**WHAT IS BEING ASKED:**
Check each line of the listing below for the string "entry", then copy every line that has it.

**SUPPLIED MATERIAL:**
------------------------------------------------

//! Observer gateway: subscription-scoped fan-out of orchestration events over
//! WebSocket.
//!
//! # Main types
//!
//! - [`GatewayServer`] — axum router serving `/ws` and `/health`.
//! - [`NotificationBus`] — relays core events to subscribers and answers requests.
//! - [`ConnectionManager`] — live connections and their channel subscriptions.
//! - [`GatewayBackend`] — snapshots and on-demand runs, implemented for `Orchestrator`.

/// Event relay, request handling and heartbeats.
pub mod bus;
/// Connection registry and per-connection subscriptions.
pub mod connection;
/// Inbound and outbound wire messages.
pub mod protocol;
/// HTTP and WebSocket server.
pub mod server;
/// Channel snapshots served to observers.
pub mod snapshot;

pub use bus::{NotificationBus, DEFAULT_HEARTBEAT};
pub use connection::{Connection, ConnectionManager};
pub use protocol::{InboundMessage, OutboundMessage};
pub use server::{GatewayConfig, GatewayServer};
pub use snapshot::GatewayBackend;
use async_trait::async_trait;
use conductor_core::{ConductorError, ConductorResult, ProviderRecord};
use std::time::Duration;
use tracing::debug;

/// Output of a capability invocation.
#[derive(Debug, Clone)]
pub struct Invocation {
    /// Value the provider returned.
    pub output: serde_json::Value,
    /// Response time reported by the provider itself. When absent the
    /// registry uses the wall-clock time it measured around the call.
    pub response_time: Option<Duration>,
}

impl Invocation {
    /// Wrap an output with no timing attached.
    pub fn new(output: serde_json::Value) -> Self {
        Self {
            output,
            response_time: None,
        }
    }

    /// Attach the provider-measured response time.
    pub fn with_response_time(mut self, response_time: Duration) -> Self {
        self.response_time = Some(response_time);
        self
    }
}

/// An externally registered tool exposing one or more named capabilities.
///
/// New provider kinds are added by implementing this trait and registering an
/// instance with the [`CapabilityRegistry`](crate::CapabilityRegistry).
#[async_trait]
pub trait CapabilityProvider: Send + Sync {
    /// Stable identifier, unique within a registry.
    fn id(&self) -> &str;

    /// Capability names this provider serves.
    fn capabilities(&self) -> &[String];

    /// Invoke `capability` with `params`.
    async fn invoke(
        &self,
        capability: &str,
        params: serde_json::Value,
    ) -> ConductorResult<Invocation>;

    /// Cheap liveness probe.
    async fn health_check(&self) -> ConductorResult<()>;
}

/// Provider reached over HTTP.
///
/// - `POST {endpoint}/invoke/{capability}` with the JSON params as body
/// - `GET {endpoint}/health` for probes
pub struct HttpCapabilityProvider {
    id: String,
    endpoint: String,
    capabilities: Vec<String>,
    client: reqwest::Client,
}

impl HttpCapabilityProvider {
    /// Create a provider reached at `endpoint`, with a per-request timeout.
    pub fn new(
        id: impl Into<String>,
        endpoint: impl Into<String>,
        capabilities: Vec<String>,
        timeout: Duration,
    ) -> ConductorResult<Self> {
        let client = reqwest::Client::builder()
            .timeout(timeout)
            .build()
            .map_err(|e| ConductorError::Http(format!("Failed to create HTTP client: {e}")))?;
        Ok(Self {
            id: id.into(),
            endpoint: endpoint.into().trim_end_matches('/').to_string(),
            capabilities,
            client,
        })
    }

    /// Rebuild a provider from its persisted registration.
    pub fn from_record(record: &ProviderRecord, timeout: Duration) -> ConductorResult<Self> {
        Self::new(
            record.id.clone(),
            record.endpoint.clone(),
            record.capabilities.clone(),
            timeout,
        )
    }

    /// Base URL requests are sent to.
    pub fn endpoint(&self) -> &str {
        &self.endpoint
    }
}

#[async_trait]
impl CapabilityProvider for HttpCapabilityProvider {
    fn id(&self) -> &str {
        &self.id
    }

    fn capabilities(&self) -> &[String] {
        &self.capabilities
    }

    async fn invoke(
        &self,
        capability: &str,
        params: serde_json::Value,
    ) -> ConductorResult<Invocation> {
        let url = format!("{}/invoke/{}", self.endpoint, capability);
        debug!(provider = %self.id, url = %url, "Invoking capability");

        let response = self
            .client
            .post(&url)
            .json(&params)
            .send()
            .await
            .map_err(|e| ConductorError::Http(format!("{url}: {e}")))?;

        let status = response.status();
        if !status.is_success() {
            let body = response.text().await.unwrap_or_default();
            return Err(ConductorError::Http(format!(
                "{url} returned {status}: {body}"
            )));
        }

        let output: serde_json::Value = response
            .json()
            .await
            .map_err(|e| ConductorError::Http(format!("{url}: invalid JSON body: {e}")))?;
        Ok(Invocation::new(output))
    }

    async fn health_check(&self) -> ConductorResult<()> {
        let url = format!("{}/health", self.endpoint);
        let response = self
            .client
            .get(&url)
            .send()
            .await
            .map_err(|e| ConductorError::Http(format!("{url}: {e}")))?;
        if response.status().is_success() {
            Ok(())
        } else {
            Err(ConductorError::Http(format!(
                "{url} returned {}",
                response.status()
            )))
        }
    }
}
//! Record store collaborator.
//!
//! The core only needs single-record CRUD. [`RecordStore`] is the object-safe
//! seam over JSON documents; [`Repository`] layers typed access on top of it.

use crate::agent::Agent;
use crate::error::{ConductorError, ConductorResult};
use crate::execution::{Activity, Execution};
use crate::provider::ProviderRecord;
use crate::workflow::Workflow;
use async_trait::async_trait;
use serde::de::DeserializeOwned;
use serde::Serialize;
use std::collections::{BTreeMap, HashMap};
use std::path::PathBuf;
use std::sync::Arc;
use tokio::sync::RwLock;
use tracing::warn;

/// Collection a record belongs to.
#[derive(Debug, Clone, Copy, PartialEq, Eq, Hash)]
pub enum RecordKind {
    /// Workflow definitions.
    Workflow,
    /// Execution records.
    Execution,
    /// Agent snapshots.
    Agent,
    /// Capability provider registrations.
    Provider,
    /// Audit activity records.
    Activity,
}

impl RecordKind {
    /// Collection name, also the directory name on disk.
    pub fn as_str(self) -> &'static str {
        match self {
            RecordKind::Workflow => "workflows",
            RecordKind::Execution => "executions",
            RecordKind::Agent => "agents",
            RecordKind::Provider => "providers",
            RecordKind::Activity => "activities",
        }
    }
}

/// Single-record CRUD over JSON documents. Each write is atomic on its own;
/// nothing spans records.
#[async_trait]
pub trait RecordStore: Send + Sync {
    /// Insert or replace a record.
    async fn put(&self, kind: RecordKind, id: &str, value: serde_json::Value)
        -> ConductorResult<()>;
    /// Fetch one record.
    async fn get(&self, kind: RecordKind, id: &str) -> ConductorResult<Option<serde_json::Value>>;
    /// Returns whether a record was removed.
    async fn delete(&self, kind: RecordKind, id: &str) -> ConductorResult<bool>;
    /// Every record of a kind, in no particular order.
    async fn list(&self, kind: RecordKind) -> ConductorResult<Vec<serde_json::Value>>;
}

/// A type stored in one [`RecordKind`] collection.
pub trait Record: Serialize + DeserializeOwned + Send + Sync {
    const KIND: RecordKind;

    /// Key the record is stored under.
    fn record_id(&self) -> String;
}

impl Record for Workflow {
    const KIND: RecordKind = RecordKind::Workflow;

    fn record_id(&self) -> String {
        self.id.clone()
    }
}

impl Record for Execution {
    const KIND: RecordKind = RecordKind::Execution;

    fn record_id(&self) -> String {
        self.id.to_string()
    }
}

impl Record for Agent {
    const KIND: RecordKind = RecordKind::Agent;

    fn record_id(&self) -> String {
        self.id.clone()
    }
}

impl Record for ProviderRecord {
    const KIND: RecordKind = RecordKind::Provider;

    fn record_id(&self) -> String {
        self.id.clone()
    }
}

impl Record for Activity {
    const KIND: RecordKind = RecordKind::Activity;

    fn record_id(&self) -> String {
        self.id.to_string()
    }
}

/// Typed access to an injected [`RecordStore`].
#[derive(Clone)]
pub struct Repository {
    inner: Arc<dyn RecordStore>,
}

impl Repository {
    /// Wrap a store implementation.
    pub fn new(inner: Arc<dyn RecordStore>) -> Self {
        Self { inner }
    }

    /// Repository over a fresh [`MemoryStore`].
    pub fn in_memory() -> Self {
        Self::new(Arc::new(MemoryStore::new()))
    }

    /// Insert or replace a record.
    pub async fn save<T: Record>(&self, record: &T) -> ConductorResult<()> {
        let value = serde_json::to_value(record)?;
        self.inner.put(T::KIND, &record.record_id(), value).await
    }

    /// Fetch a record by id.
    pub async fn load<T: Record>(&self, id: &str) -> ConductorResult<Option<T>> {
        match self.inner.get(T::KIND, id).await? {
            Some(value) => Ok(Some(serde_json::from_value(value)?)),
            None => Ok(None),
        }
    }

    /// Delete a record. Returns false if it did not exist.
    pub async fn remove<T: Record>(&self, id: &str) -> ConductorResult<bool> {
        self.inner.delete(T::KIND, id).await
    }

    /// Every record of type `T`. Documents that fail to decode are skipped.
    pub async fn load_all<T: Record>(&self) -> ConductorResult<Vec<T>> {
        let values = self.inner.list(T::KIND).await?;
        let mut records = Vec::with_capacity(values.len());
        for value in values {
            match serde_json::from_value(value) {
                Ok(record) => records.push(record),
                Err(e) => warn!(kind = T::KIND.as_str(), error = %e, "Skipping undecodable record"),
            }
        }
        Ok(records)
    }
}

/// Ephemeral in-process store.
#[derive(Default)]
pub struct MemoryStore {
    records: RwLock<HashMap<RecordKind, BTreeMap<String, serde_json::Value>>>,
}

impl MemoryStore {
    /// Create an empty store.
    pub fn new() -> Self {
        Self::default()
    }
}

#[async_trait]
impl RecordStore for MemoryStore {
    async fn put(
        &self,
        kind: RecordKind,
        id: &str,
        value: serde_json::Value,
    ) -> ConductorResult<()> {
        self.records
            .write()
            .await
            .entry(kind)
            .or_default()
            .insert(id.to_string(), value);
        Ok(())
    }

    async fn get(&self, kind: RecordKind, id: &str) -> ConductorResult<Option<serde_json::Value>> {
        Ok(self
            .records
            .read()
            .await
            .get(&kind)
            .and_then(|c| c.get(id))
            .cloned())
    }

    async fn delete(&self, kind: RecordKind, id: &str) -> ConductorResult<bool> {
        Ok(self
            .records
            .write()
            .await
            .get_mut(&kind)
            .is_some_and(|c| c.remove(id).is_some()))
    }

    async fn list(&self, kind: RecordKind) -> ConductorResult<Vec<serde_json::Value>> {
        Ok(self
            .records
            .read()
            .await
            .get(&kind)
            .map(|c| c.values().cloned().collect())
            .unwrap_or_default())
    }
}

/// JSON files on disk, one per record: `<dir>/<kind>/<id>.json`.
pub struct FileStore {
    dir: PathBuf,
}

impl FileStore {
    /// Open a store rooted at `dir`, creating it if needed.
    pub async fn new(dir: PathBuf) -> ConductorResult<Self> {
        tokio::fs::create_dir_all(&dir).await?;
        Ok(Self { dir })
    }

    fn kind_dir(&self, kind: RecordKind) -> PathBuf {
        self.dir.join(kind.as_str())
    }

    fn record_path(&self, kind: RecordKind, id: &str) -> ConductorResult<PathBuf> {
        if id.is_empty() || id.contains(['/', '\\']) || id.starts_with('.') {
            return Err(ConductorError::Storage(format!("Invalid record id '{id}'")));
        }
        Ok(self.kind_dir(kind).join(format!("{id}.json")))
    }
}

#[async_trait]
impl RecordStore for FileStore {
    async fn put(
        &self,
        kind: RecordKind,
        id: &str,
        value: serde_json::Value,
    ) -> ConductorResult<()> {
        let path = self.record_path(kind, id)?;
        tokio::fs::create_dir_all(self.kind_dir(kind)).await?;
        let json = serde_json::to_string_pretty(&value)?;
        // Write then rename so readers never see a partial document. Each
        // write owns its temp file; concurrent saves of one id race only on
        // the rename.
        let tmp = self
            .kind_dir(kind)
            .join(format!(".{id}.{}.tmp", uuid::Uuid::new_v4()));
        tokio::fs::write(&tmp, json).await?;
        tokio::fs::rename(&tmp, &path).await?;
        Ok(())
    }

    async fn get(&self, kind: RecordKind, id: &str) -> ConductorResult<Option<serde_json::Value>> {
        let path = self.record_path(kind, id)?;
        if !tokio::fs::try_exists(&path).await? {
            return Ok(None);
        }
        let data = tokio::fs::read_to_string(&path).await?;
        let value = serde_json::from_str(&data).map_err(|e| {
            ConductorError::Storage(format!("Failed to parse {}: {e}", path.display()))
        })?;
        Ok(Some(value))
    }

    async fn delete(&self, kind: RecordKind, id: &str) -> ConductorResult<bool> {
        let path = self.record_path(kind, id)?;
        if !tokio::fs::try_exists(&path).await? {
            return Ok(false);
        }
        tokio::fs::remove_file(path).await?;
        Ok(true)
    }

    async fn list(&self, kind: RecordKind) -> ConductorResult<Vec<serde_json::Value>> {
        let dir = self.kind_dir(kind);
        if !tokio::fs::try_exists(&dir).await? {
            return Ok(Vec::new());
        }
        let mut entries = tokio::fs::read_dir(&dir).await?;
        let mut values = Vec::new();
        while let Some(entry) = entries.next_entry().await? {
            let path = entry.path();
            if path.extension().and_then(|e| e.to_str()) != Some("json") {
                continue;
            }
            let data = tokio::fs::read_to_string(&path).await?;
            match serde_json::from_str(&data) {
                Ok(value) => values.push(value),
                Err(e) => warn!(path = %path.display(), error = %e, "Skipping corrupt record"),
            }
        }
        Ok(values)
    }
}

#[cfg(test)]
#[allow(clippy::unwrap_used, clippy::expect_used)]
mod tests {
    use super::*;

    #[tokio::test]
    async fn test_memory_store_crud() {
        let repo = Repository::in_memory();
        let wf = Workflow::new("w1", "First");
        repo.save(&wf).await.unwrap();

        let loaded: Workflow = repo.load("w1").await.unwrap().unwrap();
        assert_eq!(loaded, wf);
        assert_eq!(repo.load_all::<Workflow>().await.unwrap().len(), 1);

        assert!(repo.remove::<Workflow>("w1").await.unwrap());
        assert!(!repo.remove::<Workflow>("w1").await.unwrap());
        assert!(repo.load::<Workflow>("w1").await.unwrap().is_none());
    }

    #[tokio::test]
    async fn test_kinds_are_isolated() {
        let repo = Repository::in_memory();
        repo.save(&Workflow::new("same", "W")).await.unwrap();
        repo.save(&Agent::new("same", "A")).await.unwrap();

        assert_eq!(repo.load_all::<Workflow>().await.unwrap().len(), 1);
        assert_eq!(repo.load_all::<Agent>().await.unwrap().len(), 1);
        assert!(repo.load::<ProviderRecord>("same").await.unwrap().is_none());
    }

    #[tokio::test]
    async fn test_file_store_concurrent_writes_to_one_id() {
        let dir = tempfile::tempdir().unwrap();
        let store = Arc::new(FileStore::new(dir.path().to_path_buf()).await.unwrap());

        let writers: Vec<_> = (0..16)
            .map(|n| {
                let store = store.clone();
                tokio::spawn(async move {
                    store
                        .put(RecordKind::Agent, "a1", serde_json::json!({ "n": n }))
                        .await
                })
            })
            .collect();
        for writer in writers {
            writer.await.unwrap().unwrap();
        }

        let stored = store.get(RecordKind::Agent, "a1").await.unwrap().unwrap();
        assert!(stored["n"].as_u64().unwrap() < 16);
        assert_eq!(store.list(RecordKind::Agent).await.unwrap().len(), 1);
        let leftovers = std::fs::read_dir(dir.path().join(RecordKind::Agent.as_str()))
            .unwrap()
            .filter(|e| {
                e.as_ref().unwrap().path().extension() != Some(std::ffi::OsStr::new("json"))
            })
            .count();
        assert_eq!(leftovers, 0);
    }

    #[tokio::test]
    async fn test_file_store_rejects_path_ids() {
        let tmp = tempfile::tempdir().unwrap();
        let store = FileStore::new(tmp.path().to_path_buf()).await.unwrap();
        let result = store
            .put(RecordKind::Workflow, "../escape", serde_json::json!({}))
            .await;
        assert!(matches!(result, Err(ConductorError::Storage(_))));
    }
}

------------------------------------------------

**ANSWER SPACE:**
            .entry(kind)
        while let Some(entry) = entries.next_entry().await? {
            let path = entry.path();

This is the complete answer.